Ecuador: Hundreds of thousands took to the streets recently in anger at a fuel subsidy cut meant to help balance the budget and reduce emissions. While the subsidies have been restored and the protests have ended, the government is in the same difficult position as before: how to balance its books without angering a population reluctant to make fresh sacrifices while elites live in luxury.
Uruguay: The progressive Broad Front coalition has governed since 2005, but with the economy flagging and crime rising, their presidential candidate Daniel Martinez on Sunday failed to win outright in the first round of the country's presidential elections.

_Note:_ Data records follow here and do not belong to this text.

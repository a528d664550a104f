//! Shared application state for the API server

use crate::config::{DataBackend, RatingConfig};
use crate::csv_provider::CsvDataProvider;
use crate::observation::{DataProvider, DataProviderError};
use crate::sqlite_provider::SqliteDataProvider;
use std::sync::Arc;
use tokio::sync::Mutex;

/// Provider shared between requests.
pub type SharedProvider = Box<dyn DataProvider + Send>;

/// Shared application state
#[derive(Clone)]
pub struct AppState {
    /// Dataset source; wrapped in a Mutex because SQLite connections are not
    /// thread-safe
    pub provider: Arc<Mutex<SharedProvider>>,
    pub config: Arc<RatingConfig>,
}

impl AppState {
    pub fn new(provider: SharedProvider, config: RatingConfig) -> Self {
        AppState {
            provider: Arc::new(Mutex::new(provider)),
            config: Arc::new(config),
        }
    }

    /// Opens the provider selected by `config.backend`.
    pub fn open(config: RatingConfig) -> Result<Self, DataProviderError> {
        let provider: SharedProvider = match config.backend {
            DataBackend::Csv => Box::new(CsvDataProvider::new(&config.data_dir)?),
            DataBackend::Sqlite => {
                Box::new(SqliteDataProvider::open_read_only(&config.database_path)?)
            }
        };
        Ok(AppState::new(provider, config))
    }
}

#[cfg(test)]
mod tests {
    use super::*;

    #[test]
    fn test_open_rejects_missing_csv_root() {
        let config = RatingConfig {
            data_dir: "/definitely/not/here".into(),
            ..RatingConfig::default()
        };
        assert!(matches!(
            AppState::open(config),
            Err(DataProviderError::MissingDataset(_))
        ));
    }

    #[test]
    fn test_open_sqlite_backend() {
        let dir = tempfile::TempDir::new().unwrap();
        let database_path = dir.path().join("ratings.db");
        SqliteDataProvider::new(&database_path).unwrap();

        let config = RatingConfig {
            backend: DataBackend::Sqlite,
            database_path,
            ..RatingConfig::default()
        };
        assert!(AppState::open(config).is_ok());
    }

    #[test]
    fn test_open_sqlite_backend_requires_existing_database() {
        let dir = tempfile::TempDir::new().unwrap();
        let database_path = dir.path().join("ratings.db");
        let config = RatingConfig {
            backend: DataBackend::Sqlite,
            database_path: database_path.clone(),
            ..RatingConfig::default()
        };
        assert!(matches!(
            AppState::open(config),
            Err(DataProviderError::MissingDataset(_))
        ));
        assert!(!database_path.exists());
    }
}
//! Per-instrument aggregation of observation series.

use crate::calendar::Window;
use crate::instrument_code::InstrumentCode;
use crate::observation::Observation;
use chrono::NaiveDate;
use std::collections::{BTreeMap, HashMap};

/// Arithmetic mean of each instrument's observations inside `window`.
///
/// Both window ends are inclusive. Instruments without an observation in the
/// window are absent from the result rather than zero-filled. NaN values are
/// skipped; an instrument whose only values are NaN is absent as well.
///
/// The map is ordered by instrument code, which fixes the input order that
/// later stable sorts fall back on for ties.
pub fn average_over_window(
    observations: &[Observation],
    window: &Window,
) -> BTreeMap<InstrumentCode, f64> {
    let mut sums: BTreeMap<&InstrumentCode, (f64, usize)> = BTreeMap::new();

    for obs in observations
        .iter()
        .filter(|obs| window.contains(obs.trade_date) && !obs.value.is_nan())
    {
        let entry = sums.entry(&obs.code).or_insert((0.0, 0));
        entry.0 += obs.value;
        entry.1 += 1;
    }

    sums.into_iter()
        .map(|(code, (sum, count))| (code.clone(), sum / count as f64))
        .collect()
}

/// Date the dataset was most recently updated to.
///
/// Takes each instrument's latest trade date and returns the most common
/// one, so a handful of instruments with stray later rows do not move it.
/// Ties go to the later date. Returns `None` for an empty series.
pub fn last_update_date(observations: &[Observation]) -> Option<NaiveDate> {
    let mut latest: HashMap<&InstrumentCode, NaiveDate> = HashMap::new();
    for obs in observations {
        latest
            .entry(&obs.code)
            .and_modify(|date| *date = (*date).max(obs.trade_date))
            .or_insert(obs.trade_date);
    }

    let mut counts: BTreeMap<NaiveDate, usize> = BTreeMap::new();
    for date in latest.into_values() {
        *counts.entry(date).or_insert(0) += 1;
    }

    counts
        .into_iter()
        .max_by(|(date_a, count_a), (date_b, count_b)| {
            count_a.cmp(count_b).then(date_a.cmp(date_b))
        })
        .map(|(date, _)| date)
}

As a result, the youthful center-right candidate Luis Alberto Lacalle is positioned to pull off an upset in the November 24 runoff.
Why so mad? In the first decade and a half of the 21st century, Latin America had it pretty good. A commodity boom lifted all boats, bringing tens of millions of people out of poverty. But as people's horizons began to expand, so did their expectations: of continually rising living standards, cleaner governments, safer cities, improved schools, and better roads.
The end of the commodity boom left a lot of ill-prepared governments high and dry, while a rash of corruption scandals rocked the region. And although inequality has fallen over the past twenty years, it's still stubbornly high.
This isn't about left vs right, it's about outsiders vs insiders. Nearly 80 percent of Latin Americans say existing parties don't govern in the popular interest, up from about 60 percent ten years ago, according to the pollster Latinobarometro. In just the past two years, for example, Brazil has elected an upstart from the radical right as president, while Mexico voted in a leftwing nationalist.
Things aren't going to get any easier. People's expectations and grievances are high, but governments have less money to spread around. Expect the social rumblings in the region to get worse before they get better.